Return to Castle Wolfenstein is another Quake-based game, but with some notable differences. The basic game engine may be the same, but the graphics, gameplay and stress it puts on a processor are very different. Until the next Quake game appears, RtCW is the next best way to determine high-end Quake engine performance. We have used the Checkpoint MP demo using the default High Quality detail settings and have upped the resolution to 1024x768.
The Return to Castle Wolfenstein benchmark scores keep to the standard trend, and show the Athlon XP 3200+ finishing ahead of the Pentium 4-3.06 GHz, but still falling back from the Pentium 4-3.0C. This test also shows a nice framerate jump from the Athlon XP 3000+ to the 3200+.

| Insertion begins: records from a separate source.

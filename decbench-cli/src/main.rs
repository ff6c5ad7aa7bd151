//! decbench CLI entrypoint.
//!
//! ```bash
//! decbench video.mp4
//! decbench --max-streams 8 --target-fps 30 video.mp4
//! decbench --csv-file results.csv rtsp://camera.local/live
//! decbench --json video.mp4 > result.json
//! ```

use std::fmt::Write as _;
use std::io::IsTerminal;
use std::path::{Path, PathBuf};
use std::sync::Arc;
use std::time::Duration;

use clap::Parser;
use tracing_subscriber::layer::SubscriberExt;
use tracing_subscriber::util::SubscriberInitExt;

use decbench_core::{
    BenchError, BenchmarkConfig, BenchmarkResult, Result, SourceInfo, StreamTestResult,
    media::is_rtsp_url,
};
use decbench_engine::BenchmarkRunner;
use decbench_ffmpeg::FfmpegBackend;

#[derive(Parser, Debug)]
#[command(
    name = "decbench",
    version,
    about = "Measures how many video streams a CPU can software-decode in real time",
    after_help = "Supported codecs: H.264, H.265/HEVC, VP9, AV1\n\
                  Supported inputs: local files, RTSP streams (rtsp://)\n\n\
                  Examples:\n  \
                  decbench video.mp4\n  \
                  decbench --max-streams 8 video.mp4\n  \
                  decbench -f 30 -m 4 rtsp://camera.local/live\n  \
                  decbench --csv-file results.csv --json-out result.json video.mp4"
)]
struct Cli {
    /// Path to a video file or an RTSP URL.
    source: String,

    /// Maximum number of streams to test (default: CPU thread count).
    #[arg(short = 'm', long = "max-streams", value_parser = clap::value_parser!(u32).range(1..))]
    max_streams: Option<u32>,

    /// Target FPS for the real-time threshold (default: the source's FPS).
    #[arg(short = 'f', long = "target-fps")]
    target_fps: Option<f64>,

    /// Measurement window per stream count, in seconds.
    #[arg(short = 'd', long = "duration", default_value_t = 10.0)]
    duration: f64,

    /// System CPU usage ceiling in percent for a test to pass.
    #[arg(long = "cpu-threshold", default_value_t = 85.0)]
    cpu_threshold: f64,

    /// Packet channel capacity per stream.
    #[arg(long = "queue-capacity", default_value_t = 32, value_parser = clap::value_parser!(usize))]
    queue_capacity: usize,

    /// Export per-test results to a CSV file.
    #[arg(short = 'c', long = "csv-file")]
    csv_file: Option<PathBuf>,

    /// Append log output to a file.
    #[arg(short = 'l', long = "log-file")]
    log_file: Option<PathBuf>,

    /// Emit the benchmark result as JSON on stdout instead of text.
    #[arg(long = "json", default_value_t = false)]
    json: bool,

    /// Also write the benchmark result JSON to a file.
    #[arg(long = "json-out")]
    json_out: Option<PathBuf>,
}

fn main() {
    let cli = Cli::parse();

    if let Err(err) = init_tracing(cli.log_file.as_deref()) {
        eprintln!("Warning: failed to initialize logging: {err}");
    }

    match run(cli) {
        Ok(()) => {}
        Err(err) => {
            eprintln!("Error: {err}");
            std::process::exit(err.error_code() as i32);
        }
    }
}

fn init_tracing(log_file: Option<&Path>) -> std::io::Result<()> {
    let env_filter = tracing_subscriber::EnvFilter::try_from_default_env()
        .unwrap_or_else(|_| tracing_subscriber::EnvFilter::new("info"));
    let ansi_enabled = std::env::var_os("NO_COLOR").is_none() && std::io::stderr().is_terminal();

    let stderr_layer = tracing_subscriber::fmt::layer()
        .with_target(false)
        .with_ansi(ansi_enabled)
        .with_writer(std::io::stderr);

    let registry = tracing_subscriber::registry()
        .with(env_filter)
        .with(stderr_layer);

    if let Some(path) = log_file {
        let file = std::fs::OpenOptions::new()
            .create(true)
            .append(true)
            .open(path)?;
        registry
            .with(
                tracing_subscriber::fmt::layer()
                    .with_target(false)
                    .with_ansi(false)
                    .with_writer(Arc::new(file)),
            )
            .init();
    } else {
        registry.init();
    }
    Ok(())
}

fn run(cli: Cli) -> Result<()> {
    let config = build_config(&cli)?;

    if !is_rtsp_url(&cli.source) && !Path::new(&cli.source).exists() {
        return Err(BenchError::Config(format!("File not found: {}", cli.source)));
    }

    let source = decbench_ffmpeg::probe_source(&cli.source)?;
    if !source.codec.is_supported() {
        return Err(BenchError::UnsupportedCodec(source.codec.name().to_string()));
    }

    let host = decbench_monitor::host_info();
    let emit_json = cli.json;

    if !emit_json {
        print_header(&host, &source);
        println!("Testing...");
    }

    let backend = Arc::new(FfmpegBackend::new(
        cli.source.clone(),
        source.is_live_stream,
        host.thread_count,
    ));
    let runner = BenchmarkRunner::new(backend, config, source, host);

    let mut cpu = decbench_monitor::create_cpu_sampler();
    let mut memory = decbench_monitor::create_memory_gauge();

    let mut print_record = |record: &StreamTestResult| {
        if !emit_json {
            println!("{}", format_test_line(record));
            tracing::info!(
                stream_count = record.stream_count,
                frames = ?record.per_stream_frames,
                "decoded frames per stream"
            );
        }
    };
    let result = runner.run(
        cpu.as_mut(),
        memory.as_mut(),
        Some(&mut print_record),
    );

    if !result.success {
        return Err(BenchError::Topology(result.error_message.clone()));
    }

    if emit_json {
        println!("{}", render_json(&result)?);
    } else {
        print_summary(&result);
    }

    if let Some(path) = &cli.json_out {
        std::fs::write(path, render_json(&result)?)
            .map_err(|e| BenchError::Export(format!("Failed to write {}: {e}", path.display())))?;
    }

    if let Some(path) = &cli.csv_file {
        export_csv(&result, path)?;
        tracing::info!(path = %path.display(), "CSV results exported");
    }

    Ok(())
}

fn build_config(cli: &Cli) -> Result<BenchmarkConfig> {
    if cli.duration <= 0.0 {
        return Err(BenchError::Config(
            "duration must be a positive number of seconds".into(),
        ));
    }
    if let Some(fps) = cli.target_fps
        && fps <= 0.0
    {
        return Err(BenchError::Config(
            "target fps must be a positive number".into(),
        ));
    }

    let config = BenchmarkConfig {
        max_streams: cli.max_streams,
        target_fps: cli.target_fps,
        measurement_duration: Duration::from_secs_f64(cli.duration),
        cpu_threshold: cli.cpu_threshold,
        queue_capacity: cli.queue_capacity,
    };
    config.validate()?;
    Ok(config)
}

// ─── Console output ──────────────────────────────────────────────────────

fn print_header(host: &decbench_core::HostInfo, source: &SourceInfo) {
    println!(
        "CPU: {} ({} threads, {} MB RAM)",
        host.cpu_name, host.thread_count, host.total_memory_mb
    );
    let source_label = if source.is_live_stream { "Source" } else { "File" };
    println!("{source_label}: {}", source.path);
    println!(
        "Video: {} {}, {:.0}fps{}",
        source.resolution_label(),
        source.codec.name(),
        source.fps,
        if source.is_live_stream { " (live)" } else { "" }
    );
    println!();
}

fn format_test_line(record: &StreamTestResult) -> String {
    let stream_word = if record.stream_count == 1 {
        "stream: "
    } else {
        "streams:"
    };
    let mut line = format!(
        "{:>2} {} {:>5.0}fps (min:{:.0}/avg:{:.0}/max:{:.0}) (CPU: {:>2.0}%) {}",
        record.stream_count,
        stream_word,
        record.fps_per_stream,
        record.min_fps,
        record.fps_per_stream,
        record.max_fps,
        record.cpu_usage,
        record.status_symbol(),
    );
    if !record.passed {
        line.push(' ');
        line.push_str(record.failure_reason());
    }
    line
}

fn print_summary(result: &BenchmarkResult) {
    println!();
    if result.max_streams > 0 {
        println!(
            "Result: Maximum {} concurrent stream{} can be decoded in real-time",
            result.max_streams,
            if result.max_streams == 1 { "" } else { "s" }
        );
    } else {
        println!("Result: Could not achieve real-time decoding even with 1 stream");
    }
}

// ─── Machine output ──────────────────────────────────────────────────────

fn render_json(result: &BenchmarkResult) -> Result<String> {
    serde_json::to_string_pretty(result)
        .map_err(|e| BenchError::Export(format!("JSON serialization failed: {e}")))
}

fn export_csv(result: &BenchmarkResult, path: &Path) -> Result<()> {
    let mut out = String::from(
        "stream_count,avg_fps,min_fps,max_fps,cpu_usage,memory_mb,fps_passed,cpu_passed,passed\n",
    );
    for test in &result.test_results {
        let mut line = String::new();
        let _ = write!(
            line,
            "{},{:.3},{:.3},{:.3},{:.2},{},{},{},{}",
            test.stream_count,
            test.fps_per_stream,
            test.min_fps,
            test.max_fps,
            test.cpu_usage,
            test.memory_mb,
            test.fps_passed,
            test.cpu_passed,
            test.passed
        );
        out.push_str(&line);
        out.push('\n');
    }
    std::fs::write(path, out)
        .map_err(|e| BenchError::Export(format!("Failed to write {}: {e}", path.display())))
}

#[cfg(test)]
mod tests {
    use super::*;

    fn record() -> StreamTestResult {
        StreamTestResult {
            stream_count: 2,
            fps_per_stream: 29.95,
            min_fps: 29.4,
            max_fps: 30.5,
            per_stream_fps: vec![29.4, 30.5],
            per_stream_frames: vec![294, 305],
            cpu_usage: 43.2,
            memory_mb: 210,
            fps_passed: true,
            cpu_passed: true,
            passed: true,
        }
    }

    #[test]
    fn test_line_shape() {
        let line = format_test_line(&record());
        assert!(line.contains("streams:"), "line: {line}");
        assert!(line.contains("(min:29/avg:30/max:31)") || line.contains("(min:29/avg:30/max:30)"),
            "line: {line}");
        assert!(line.contains("(CPU: 43%)"), "line: {line}");
        assert!(line.ends_with('\u{2713}'), "line: {line}");
    }

    #[test]
    fn failed_line_carries_reason() {
        let mut failing = record();
        failing.fps_passed = false;
        failing.passed = false;
        let line = format_test_line(&failing);
        assert!(line.ends_with("FPS below target"), "line: {line}");
    }

    #[test]
    fn csv_export_columns() {
        let result = BenchmarkResult {
            cpu_name: "Test CPU".into(),
            thread_count: 8,
            total_system_memory_mb: 16_384,
            video_path: "video.mp4".into(),
            video_resolution: "1080p".into(),
            codec_name: "H.264".into(),
            video_fps: 30.0,
            is_live_stream: false,
            target_fps: 30.0,
            test_results: vec![record()],
            max_streams: 2,
            success: true,
            error_message: String::new(),
        };

        let dir = std::env::temp_dir().join(format!(
            "decbench_csv_{}_{}",
            std::process::id(),
            std::time::SystemTime::now()
                .duration_since(std::time::UNIX_EPOCH)
                .expect("clock")
                .as_nanos()
        ));
        std::fs::create_dir_all(&dir).expect("create temp dir");
        let path = dir.join("results.csv");

        export_csv(&result, &path).expect("export");
        let content = std::fs::read_to_string(&path).expect("read back");
        let mut lines = content.lines();
        assert_eq!(
            lines.next().unwrap(),
            "stream_count,avg_fps,min_fps,max_fps,cpu_usage,memory_mb,fps_passed,cpu_passed,passed"
        );
        let row = lines.next().unwrap();
        assert!(row.starts_with("2,29.950,29.400,30.500,43.20,210,"), "row: {row}");
        assert!(row.ends_with("true,true,true"));

        std::fs::remove_dir_all(&dir).ok();
    }

    #[test]
    fn config_validation_rejects_bad_values() {
        let mut cli = Cli::parse_from(["decbench", "video.mp4"]);
        cli.duration = 0.0;
        assert!(build_config(&cli).is_err());

        let mut cli = Cli::parse_from(["decbench", "video.mp4"]);
        cli.target_fps = Some(-30.0);
        assert!(build_config(&cli).is_err());

        let cli = Cli::parse_from(["decbench", "-m", "4", "-f", "25", "video.mp4"]);
        let config = build_config(&cli).expect("valid");
        assert_eq!(config.max_streams, Some(4));
        assert_eq!(config.target_fps, Some(25.0));
        assert_eq!(config.measurement_duration, Duration::from_secs(10));
    }
}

The Comanche 4 benchmark from Novalogic gives us an opportunity to use an actual flight sim for performance testing. Flight sims are notorious for their CPU-dependence, and this makes the Comanche 4 benchmark potentially a better CPU test than it is for 3D video cards. The reliance on the CPU shows itself off in the benchmark, and even the slightest difference in framerates could pay off in significantly enhanced game framerates. For our processor comparison, all testing has been performed at 1024x768, 32-bit with audio disabled.
The Athlon XP 3200+ doesn't fare quite as well in Comanche 4 benchmarking, and it seems that this test doesn't really benefit too much from a faster FSB or higher-clocked memory. This is in evidence not only through the lower-than Pentium 4 scores, but also because the Athlon XP 3200+ shows only a nominal framerate gain over the Athlon XP 3000+.